• TASK BRIEF: For the entries below, repeat exactly each line starting with the one that contains "let lab = OkLab::new(0.6, 0.0, -0.1);" and going on through the one that contains "let q = OkLch::new(0.5, 0.1, 1.0)", and no others.

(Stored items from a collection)
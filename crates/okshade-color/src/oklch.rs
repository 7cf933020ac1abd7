//! OkLCh: polar form of OkLab.
//!
//! `L` is the OkLab lightness, `C = sqrt(a² + b²)` the chroma and
//! `h = atan2(b, a)` the hue in radians.
//!
//! # Hue invariant
//!
//! The hue of an [`OkLch`] is always in `[0, 2π)`. Constructors, setters and
//! every arithmetic operator wrap it with [`wrap_angle`]; this is the only
//! place where OkLCh arithmetic differs from plain component-wise math:
//!
//! ```rust
//! use okshade_color::OkLch;
//!
//! let x = OkLch::from_degrees(0.5, 0.1, 350.0);
//! let y = OkLch::from_degrees(0.1, 0.0, 30.0);
//! assert!(((x + y).hue_degrees() - 20.0).abs() < 1e-9);
//! ```
//!
//! NaN hues are not wrapped, they stay NaN.

use std::fmt;

use okshade_math::{ColorTriple, RAD_TO_DEG, DEG_TO_RAD, Triple, impl_color_ops, wrap_angle};

use crate::oklab::{lab_to_srgb, srgb_to_lab};
use crate::{OkLab, Srgb};

#[inline]
fn lab_to_lch(lab: Triple) -> Triple {
    let c = (lab.b * lab.b + lab.c * lab.c).sqrt();
    let h = wrap_angle(lab.c.atan2(lab.b));
    Triple::new(lab.a, c, h)
}

#[inline]
fn lch_to_lab(lch: Triple) -> Triple {
    Triple::new(lch.a, lch.b * lch.c.cos(), lch.b * lch.c.sin())
}

/// OkLCh color: lightness, chroma, hue (radians).
///
/// Fields are private to keep the hue invariant; use the accessors and
/// setters.
///
/// # Example
///
/// ```rust
/// use okshade_color::{OkLch, Srgb};
///
/// let red = OkLch::from_srgb(Srgb::new(1.0, 0.0, 0.0));
/// assert!((red.l() - 0.628).abs() < 1e-3);
/// assert!((red.c() - 0.258).abs() < 1e-3);
/// ```
#[derive(Debug, Clone, Copy, PartialEq, Default)]
#[cfg_attr(
    feature = "serde",
    derive(serde::Serialize, serde::Deserialize),
    serde(from = "[f64; 3]", into = "[f64; 3]")
)]
pub struct OkLch {
    l: f64,
    c: f64,
    h: f64,
}

impl OkLch {
    /// Creates a new color; `h` is in radians and gets wrapped into `[0, 2π)`.
    #[inline]
    pub fn new(l: f64, c: f64, h: f64) -> Self {
        Self { l, c, h: wrap_angle(h) }
    }

    /// Creates a new color with the hue given in degrees.
    #[inline]
    pub fn from_degrees(l: f64, c: f64, h_deg: f64) -> Self {
        Self::new(l, c, h_deg * DEG_TO_RAD)
    }

    /// Lightness.
    #[inline]
    pub fn l(&self) -> f64 {
        self.l
    }

    /// Chroma.
    #[inline]
    pub fn c(&self) -> f64 {
        self.c
    }

    /// Hue in radians, in `[0, 2π)`.
    #[inline]
    pub fn h(&self) -> f64 {
        self.h
    }

    /// Hue in degrees. For display only, internal math stays in radians.
    #[inline]
    pub fn hue_degrees(&self) -> f64 {
        self.h * RAD_TO_DEG
    }

    /// Sets the lightness.
    #[inline]
    pub fn set_l(&mut self, l: f64) {
        self.l = l;
    }

    /// Sets the chroma.
    #[inline]
    pub fn set_c(&mut self, c: f64) {
        self.c = c;
    }

    /// Sets the hue in radians, wrapping it into `[0, 2π)`.
    #[inline]
    pub fn set_h(&mut self, h: f64) {
        self.h = wrap_angle(h);
    }

    /// Converts from OkLab.
    pub fn from_oklab(lab: OkLab) -> Self {
        Self::from_triple(lab_to_lch(lab.to_triple()))
    }

    /// Converts to OkLab.
    pub fn to_oklab(self) -> OkLab {
        OkLab::from_triple(lch_to_lab(self.to_triple()))
    }

    /// Converts from gamma-encoded sRGB in one pass.
    ///
    /// Bit-identical to `OkLch::from_oklab(OkLab::from_srgb(srgb))`.
    pub fn from_srgb(srgb: Srgb) -> Self {
        Self::from_triple(lab_to_lch(srgb_to_lab(srgb.to_triple())))
    }

    /// Converts to gamma-encoded sRGB in one pass. The result may lie
    /// outside `[0, 1]`.
    ///
    /// Bit-identical to `self.to_oklab().to_srgb()`.
    pub fn to_srgb(self) -> Srgb {
        Srgb::from_triple(lab_to_srgb(lch_to_lab(self.to_triple())))
    }

    /// Returns true if the color maps inside the sRGB cube.
    #[inline]
    pub fn is_inside_srgb(&self) -> bool {
        self.to_srgb().is_inside()
    }

    /// Space separated `L C h`, hue in radians or degrees.
    pub fn debug_string(&self, in_degrees: bool) -> String {
        let h = if in_degrees { self.hue_degrees() } else { self.h };
        Triple::new(self.l, self.c, h).to_string()
    }
}

impl ColorTriple for OkLch {
    #[inline]
    fn to_triple(self) -> Triple {
        Triple::new(self.l, self.c, self.h)
    }

    #[inline]
    fn from_triple(t: Triple) -> Self {
        Self { l: t.a, c: t.b, h: t.c }
    }

    #[inline]
    fn normalize(self) -> Self {
        Self { h: wrap_angle(self.h), ..self }
    }
}

impl_color_ops!(OkLch);

impl fmt::Display for OkLch {
    fn fmt(&self, f: &mut fmt::Formatter<'_>) -> fmt::Result {
        fmt::Display::fmt(&self.to_triple(), f)
    }
}

impl From<OkLab> for OkLch {
    fn from(lab: OkLab) -> Self {
        Self::from_oklab(lab)
    }
}

impl From<OkLch> for OkLab {
    fn from(lch: OkLch) -> Self {
        lch.to_oklab()
    }
}

impl From<Srgb> for OkLch {
    fn from(srgb: Srgb) -> Self {
        Self::from_srgb(srgb)
    }
}

impl From<OkLch> for Srgb {
    fn from(lch: OkLch) -> Self {
        lch.to_srgb()
    }
}

impl From<[f64; 3]> for OkLch {
    fn from(v: [f64; 3]) -> Self {
        Self::new(v[0], v[1], v[2])
    }
}

impl From<OkLch> for [f64; 3] {
    fn from(lch: OkLch) -> Self {
        lch.to_triple().to_array()
    }
}

#[cfg(test)]
mod tests {
    use super::*;
    use approx::assert_abs_diff_eq;
    use okshade_math::TAU;
    use std::f64::consts::PI;

    #[test]
    fn test_new_wraps_hue() {
        assert_abs_diff_eq!(OkLch::new(0.5, 0.1, -PI / 2.0).h(), 1.5 * PI, epsilon = 1e-12);
        assert_eq!(OkLch::new(0.5, 0.1, TAU).h(), 0.0);
        assert_abs_diff_eq!(OkLch::from_degrees(0.5, 0.1, 720.0 + 45.0).hue_degrees(), 45.0, epsilon = 1e-9);
    }

    #[test]
    fn test_setters() {
        let mut c = OkLch::default();
        c.set_l(0.7);
        c.set_c(0.2);
        c.set_h(-PI);
        assert_eq!(c.l(), 0.7);
        assert_eq!(c.c(), 0.2);
        assert_abs_diff_eq!(c.h(), PI, epsilon = 1e-12);
    }

    #[test]
    fn test_polar_conversion() {
        let lab = OkLab::new(0.6, 0.0, -0.1);
        let lch = OkLch::from_oklab(lab);
        assert_eq!(lch.l(), 0.6);
        assert_abs_diff_eq!(lch.c(), 0.1, epsilon = 1e-15);
        assert_abs_diff_eq!(lch.h(), 1.5 * PI, epsilon = 1e-12);

        let back = lch.to_oklab();
        assert_abs_diff_eq!(back.a, 0.0, epsilon = 1e-12);
        assert_abs_diff_eq!(back.b, -0.1, epsilon = 1e-12);
    }

    #[test]
    fn test_achromatic_hue_is_zero() {
        let lch = OkLch::from_oklab(OkLab::new(0.4, 0.0, 0.0));
        assert_eq!(lch.c(), 0.0);
        assert_eq!(lch.h(), 0.0);
        assert!(lch.h().is_sign_positive());
    }

    #[test]
    fn test_fused_matches_composition() {
        for srgb in [
            Srgb::new(1.0, 0.0, 0.0),
            Srgb::new(0.1, 0.7, 0.3),
            Srgb::new(0.02, 0.03, 0.9),
            Srgb::new(0.5, 0.5, 0.5),
        ] {
            let fused = OkLch::from_srgb(srgb);
            let composed = OkLch::from_oklab(OkLab::from_srgb(srgb));
            assert_eq!(fused, composed);
            assert_eq!(fused.to_srgb(), fused.to_oklab().to_srgb());
        }
    }

    #[test]
    fn test_hue_wraps_after_add() {
        let x = OkLch::from_degrees(0.5, 0.1, 350.0);
        let y = OkLch::from_degrees(0.1, 0.05, 30.0);
        let sum = x + y;
        assert_abs_diff_eq!(sum.hue_degrees(), 20.0, epsilon = 1e-9);
        assert_abs_diff_eq!(sum.l(), 0.6, epsilon = 1e-12);
        assert_abs_diff_eq!(sum.c(), 0.15, epsilon = 1e-12);
    }

    #[test]
    fn test_hue_wraps_after_every_op() {
        let x = OkLch::from_degrees(0.5, 0.1, 10.0);
        let y = OkLch::from_degrees(0.5, 0.1, 40.0);

        let mut d = x;
        d -= y;
        assert_abs_diff_eq!(d.hue_degrees(), 330.0, epsilon = 1e-9);

        let m = OkLch::new(0.5, 0.1, 4.0) * 3.0;
        assert_abs_diff_eq!(m.h(), 12.0 - TAU, epsilon = 1e-12);

        let p = OkLch::new(0.5, 0.1, 4.0) * OkLch::new(1.0, 1.0, 2.0);
        assert_abs_diff_eq!(p.h(), 8.0 - TAU, epsilon = 1e-12);

        let q = OkLch::new(0.5, 0.1, 1.0) / OkLch::new(1.0, 1.0, 0.1);
        assert_abs_diff_eq!(q.h(), 10.0 - TAU, epsilon = 1e-12);

        for v in [d, m, p, q] {
            assert!(v.h() >= 0.0 && v.h() < TAU);
        }
    }

    #[test]
    fn test_debug_string() {
        let c = OkLch::new(0.5, 0.25, PI);
        assert_eq!(c.debug_string(true), "0.500000 0.250000 180.000000");
        assert_eq!(c.debug_string(false), "0.500000 0.250000 3.141593");
        assert_eq!(c.to_string(), c.debug_string(false));
    }
}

• THE ANSWER:
        let lab = OkLab::new(0.6, 0.0, -0.1);
        let lch = OkLch::from_oklab(lab);
        assert_eq!(lch.l(), 0.6);
        assert_abs_diff_eq!(lch.c(), 0.1, epsilon = 1e-15);
        assert_abs_diff_eq!(lch.h(), 1.5 * PI, epsilon = 1e-12);

        let back = lch.to_oklab();
        assert_abs_diff_eq!(back.a, 0.0, epsilon = 1e-12);
        assert_abs_diff_eq!(back.b, -0.1, epsilon = 1e-12);
    }

    #[test]
    fn test_achromatic_hue_is_zero() {
        let lch = OkLch::from_oklab(OkLab::new(0.4, 0.0, 0.0));
        assert_eq!(lch.c(), 0.0);
        assert_eq!(lch.h(), 0.0);
        assert!(lch.h().is_sign_positive());
    }

    #[test]
    fn test_fused_matches_composition() {
        for srgb in [
            Srgb::new(1.0, 0.0, 0.0),
            Srgb::new(0.1, 0.7, 0.3),
            Srgb::new(0.02, 0.03, 0.9),
            Srgb::new(0.5, 0.5, 0.5),
        ] {
            let fused = OkLch::from_srgb(srgb);
            let composed = OkLch::from_oklab(OkLab::from_srgb(srgb));
            assert_eq!(fused, composed);
            assert_eq!(fused.to_srgb(), fused.to_oklab().to_srgb());
        }
    }

    #[test]
    fn test_hue_wraps_after_add() {
        let x = OkLch::from_degrees(0.5, 0.1, 350.0);
        let y = OkLch::from_degrees(0.1, 0.05, 30.0);
        let sum = x + y;
        assert_abs_diff_eq!(sum.hue_degrees(), 20.0, epsilon = 1e-9);
        assert_abs_diff_eq!(sum.l(), 0.6, epsilon = 1e-12);
        assert_abs_diff_eq!(sum.c(), 0.15, epsilon = 1e-12);
    }

    #[test]
    fn test_hue_wraps_after_every_op() {
        let x = OkLch::from_degrees(0.5, 0.1, 10.0);
        let y = OkLch::from_degrees(0.5, 0.1, 40.0);

        let mut d = x;
        d -= y;
        assert_abs_diff_eq!(d.hue_degrees(), 330.0, epsilon = 1e-9);

        let m = OkLch::new(0.5, 0.1, 4.0) * 3.0;
        assert_abs_diff_eq!(m.h(), 12.0 - TAU, epsilon = 1e-12);

        let p = OkLch::new(0.5, 0.1, 4.0) * OkLch::new(1.0, 1.0, 2.0);
        assert_abs_diff_eq!(p.h(), 8.0 - TAU, epsilon = 1e-12);

        let q = OkLch::new(0.5, 0.1, 1.0) / OkLch::new(1.0, 1.0, 0.1);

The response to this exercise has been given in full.